* **Description of the task**
Copy each line below exactly.

────────────────────

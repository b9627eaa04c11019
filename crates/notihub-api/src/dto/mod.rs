//! Request and response bodies.

pub mod response;
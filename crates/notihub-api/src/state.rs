//! Application state shared across all handlers.

use std::sync::Arc;

use chrono::{DateTime, Utc};

use notihub_core::config::AppConfig;
use notihub_journal::JournalStore;
use notihub_realtime::RealtimeEngine;
use notihub_service::IngestionGate;

/// Application state containing all shared dependencies.
///
/// Passed to every Axum handler via `State<AppState>`.
#[derive(Debug, Clone)]
pub struct AppState {
    /// Application configuration
    pub config: Arc<AppConfig>,
    /// Accepted identifier journal
    pub journal: Arc<JournalStore>,
    /// WebSocket realtime engine
    pub realtime: Arc<RealtimeEngine>,
    /// Producer ingestion gate
    pub ingest: Arc<IngestionGate>,
    /// Process start time
    pub started_at: DateTime<Utc>,
}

────────────────────

* **Output for this exercise**
repository b9627eaa04c11019
filename crates/notihub-api/src/dto/mod.rs
//! Request and response bodies.

pub mod response;
filename crates/notihub-api/src/state.rs
//! Application state shared across all handlers.

use std::sync::Arc;

use chrono::{DateTime, Utc};

use notihub_core::config::AppConfig;
use notihub_journal::JournalStore;
use notihub_realtime::RealtimeEngine;
use notihub_service::IngestionGate;

/// Application state containing all shared dependencies.
///
/// Passed to every Axum handler via `State<AppState>`.
#[derive(Debug, Clone)]
pub struct AppState {
    /// Application configuration
    pub config: Arc<AppConfig>,
    /// Accepted identifier journal
    pub journal: Arc<JournalStore>,
    /// WebSocket realtime engine
    pub realtime: Arc<RealtimeEngine>,
    /// Producer ingestion gate
    pub ingest: Arc<IngestionGate>,
    /// Process start time
    pub started_at: DateTime<Utc>,
}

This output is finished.